This is my roadmap to go from an undergraduate CS and math background to a very good understanding of Machine Learning and Deep Learning concepts, and more importantly to successfully apply ML and DL. I will put here everything I’ve done (in italic), I’m doing (in bold), and I’m planning on doing (normal text) in order to reach that goal.
Courses
- Andrew Ng’s Coursera Machine Learning course
- fast.ai course part 1 v3
- Udacity Intro to deep learning with PyTorch
- fast.ai course part 2 v2
- (when it’s out) fast.ai part 2 v3
- fast.ai machine learning course
- deeplearning.ai Coursera Deep Learning Specialization
Personal projects
- Write a deep learning web app
- Blog about deep learning, preferably about a technical subject (like a dive in fast.ai source code)

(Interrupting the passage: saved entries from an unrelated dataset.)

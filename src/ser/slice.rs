//! Per-element decoding: calibration + pixel-layout records, acquisition
//! tags, unit-scale derivation and timestamp labels.

use chrono::{Local, TimeZone};

use crate::error::{Error, Result};
use crate::ser::header::OffsetTables;
use crate::ser::reader::SerRead;

/// Pixel element type of a 2D data record.
#[derive(Debug, Clone, Copy, PartialEq, Eq)]
pub enum PixelType {
    /// 8-bit unsigned integer
    UInt8,
    /// 16-bit unsigned integer
    UInt16,
    /// 32-bit unsigned integer
    UInt32,
    /// 16-bit signed integer
    Int16,
    /// 32-bit signed integer
    Int32,
    /// 32-bit floating point
    Float32,
    /// 64-bit floating point
    Float64,
}

impl PixelType {
    /// Parse from the on-disk pixel element type code.
    ///
    /// Codes 4 and 5 both denote 16-bit signed data (the format defines 5 as
    /// a distinct signed variant that decodes identically).
    pub fn from_code(code: u16) -> Result<Self> {
        match code {
            1 => Ok(Self::UInt8),
            2 => Ok(Self::UInt16),
            3 => Ok(Self::UInt32),
            4 | 5 => Ok(Self::Int16),
            6 => Ok(Self::Int32),
            7 => Ok(Self::Float32),
            8 => Ok(Self::Float64),
            _ => Err(Error::UnsupportedPixelType(code)),
        }
    }

    /// Size of each pixel element in bytes.
    pub const fn byte_size(self) -> usize {
        match self {
            Self::UInt8 => 1,
            Self::UInt16 | Self::Int16 => 2,
            Self::UInt32 | Self::Int32 | Self::Float32 => 4,
            Self::Float64 => 8,
        }
    }

    /// Get the Rust type name for documentation.
    pub const fn type_name(self) -> &'static str {
        match self {
            Self::UInt8 => "u8",
            Self::UInt16 => "u16",
            Self::UInt32 => "u32",
            Self::Int16 => "i16",
            Self::Int32 => "i32",
            Self::Float32 => "f32",
            Self::Float64 => "f64",
        }
    }
}

impl std::fmt::Display for PixelType {
    fn fmt(&self, f: &mut std::fmt::Formatter<'_>) -> std::fmt::Result {
        write!(f, "{}", self.type_name())
    }
}

/// Human-scaled unit for calibrated pixel sizes.
///
/// The format stores calibration deltas in meters. For measurements and
/// scale bars the reported values should not be far below 1.0, so the image
/// width is repeatedly scaled by 1000 until it reaches 10. The level count
/// selects the unit label and the factor applied to both deltas.
#[derive(Debug, Clone, Copy, PartialEq)]
pub struct UnitScale {
    /// Number of 1000x steps below a meter (1 is mm, 2 is um, ...).
    pub level: u32,
    /// Unit label for the scaled deltas.
    pub label: &'static str,
    /// `1000^level`, the factor applied to the calibration deltas.
    pub factor: f64,
}

/// Past this level the width is below anything physical; stop scaling so a
/// zero or denormal delta cannot spin the loop forever.
const MAX_UNIT_LEVEL: u32 = 6;

impl UnitScale {
    /// Derive the unit scale from the physical image width in meters
    /// (`calibration delta x * array width`).
    pub fn from_width_meters(width_m: f64) -> Self {
        let mut level = 0;
        let mut width = width_m;
        while width < 10.0 && level < MAX_UNIT_LEVEL {
            level += 1;
            width *= 1000.0;
        }
        let label = match level {
            0 => "m",
            1 => "mm",
            2 => "µm",
            3 => "nm",
            4 => "pm",
            5 => "fm",
            _ => "arb. u.",
        };
        Self {
            level,
            label,
            factor: 1000f64.powi(level as i32),
        }
    }
}

/// Per-element calibration and pixel-layout record.
///
/// The raw pixel payload is not read here; only its location and shape are
/// resolved. Bulk transfer happens during stack assembly.
#[derive(Debug, Clone)]
pub struct SliceDataRecord {
    pub cal_offset_x: f64,
    pub cal_delta_x: f64,
    pub cal_element_x: u32,
    pub cal_offset_y: f64,
    pub cal_delta_y: f64,
    pub cal_element_y: u32,
    pub pixel_type: PixelType,
    /// Pixel columns.
    pub width: u32,
    /// Pixel rows.
    pub height: u32,
    /// Absolute byte offset where the raw pixel payload begins.
    pub pixel_data_start: u64,
}

impl SliceDataRecord {
    fn read<R: SerRead + ?Sized>(r: &mut R, offset: u64) -> Result<Self> {
        r.seek_to(offset)?;
        let cal_offset_x = r.read_f64()?;
        let cal_delta_x = r.read_f64()?;
        let cal_element_x = r.read_u32()?;
        let cal_offset_y = r.read_f64()?;
        let cal_delta_y = r.read_f64()?;
        let cal_element_y = r.read_u32()?;
        let type_code = r.read_u16()?;
        let pixel_type = PixelType::from_code(type_code)?;
        let width = r.read_u32()?;
        let height = r.read_u32()?;
        let pixel_data_start = r.position()?;
        Ok(Self {
            cal_offset_x,
            cal_delta_x,
            cal_element_x,
            cal_offset_y,
            cal_delta_y,
            cal_element_y,
            pixel_type,
            width,
            height,
            pixel_data_start,
        })
    }

    /// Raw payload size in bytes, width x height x element size.
    pub fn payload_len(&self) -> Result<usize> {
        let elem_size = self.pixel_type.byte_size();
        (self.width as usize)
            .checked_mul(self.height as usize)
            .and_then(|n| n.checked_mul(elem_size))
            .ok_or(Error::PayloadTooLarge {
                width: self.width,
                height: self.height,
                elem_size,
            })
    }

    /// Bytes per pixel row.
    pub fn row_bytes(&self) -> usize {
        self.width as usize * self.pixel_type.byte_size()
    }
}

/// Per-element acquisition tag record.
///
/// The record layout is fixed-size relative to the declared tag kind: the
/// position fields are read even for time-only tag kinds, since files
/// observed in the wild carry the bytes regardless (zero-filled when the
/// stage position was not recorded).
#[derive(Debug, Clone)]
pub struct SliceTagRecord {
    /// Tag kind word, expected to echo the header's tag kind.
    pub tag_kind: u16,
    /// Acquisition time, seconds since the Unix epoch. Stored as a 32-bit
    /// value on disk, widened for millisecond conversion.
    pub epoch_seconds: i64,
    pub position_x: f64,
    pub position_y: f64,
}

impl SliceTagRecord {
    fn read<R: SerRead + ?Sized>(r: &mut R, offset: u64) -> Result<Self> {
        r.seek_to(offset)?;
        let tag_kind = r.read_u16()?;
        // 2 undocumented bytes, vendor padding per Boothroyd's format notes.
        let _reserved = r.read_u16()?;
        let epoch_seconds = i64::from(r.read_i32()?);
        let position_x = r.read_f64()?;
        let position_y = r.read_f64()?;
        Ok(Self {
            tag_kind,
            epoch_seconds,
            position_x,
            position_y,
        })
    }

    /// Acquisition time as a local-zone `YYYY-MM-DD HH:mm:ss` label.
    pub fn timestamp_label(&self) -> String {
        Local
            .timestamp_opt(self.epoch_seconds, 0)
            .single()
            .map(|dt| dt.format("%Y-%m-%d %H:%M:%S").to_string())
            .unwrap_or_else(|| format!("{} s since epoch", self.epoch_seconds))
    }
}

/// Fully decoded element: both records plus the derived presentation data.
#[derive(Debug, Clone)]
pub struct ResolvedSlice {
    /// 1-based logical element index.
    pub index: u32,
    pub data: SliceDataRecord,
    pub tag: SliceTagRecord,
    /// Unit scale derived from the physical image width.
    pub unit: UnitScale,
    /// Calibrated pixel width, `cal_delta_x * unit.factor`.
    pub pixel_width: f64,
    /// Calibrated pixel height, `cal_delta_y * unit.factor`.
    pub pixel_height: f64,
    /// Local-time acquisition timestamp label.
    pub timestamp: String,
}

/// Decode one element's data and tag records.
///
/// Seeks to the element's table offsets; no state is cached across calls,
/// so decodes of different indices on independent reader handles are safe.
pub fn decode_slice<R: SerRead + ?Sized>(
    r: &mut R,
    tables: &OffsetTables,
    index: u32,
) -> Result<ResolvedSlice> {
    let (data_offset, tag_offset) = tables.offsets(index).ok_or(Error::InvalidRange {
        start: i64::from(index),
        end: i64::from(index),
        valid: tables.len() as u32,
    })?;

    let data = SliceDataRecord::read(r, data_offset)?;
    let tag = SliceTagRecord::read(r, tag_offset)?;

    let unit = UnitScale::from_width_meters(data.cal_delta_x * f64::from(data.width));
    let pixel_width = data.cal_delta_x * unit.factor;
    let pixel_height = data.cal_delta_y * unit.factor;
    let timestamp = tag.timestamp_label();

    Ok(ResolvedSlice {
        index,
        data,
        tag,
        unit,
        pixel_width,
        pixel_height,
        timestamp,
    })
}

- Contribute to the fast.ai library
- Take part in Kaggle competitions and reach top 10%
- Freelance to gain real world experience in deep learning
Books and blogs
- Deep learning, Ian Goodfellow et al.
- Neural Networks and Deep Learning, Michael Nielsen
- Colah’s blog
- Distill
- (when it comes out) Terence Parr and Jeremy Howard book (some material available at explained.ai)
General CS and Software Engineering resources
- Data Structures and Algorithms in Python by Michael T. Goodrich
- Cracking the Coding Interview by Gayle Laakmann McDowell
- Python 3 : Deep Dive (part 1 and part 2).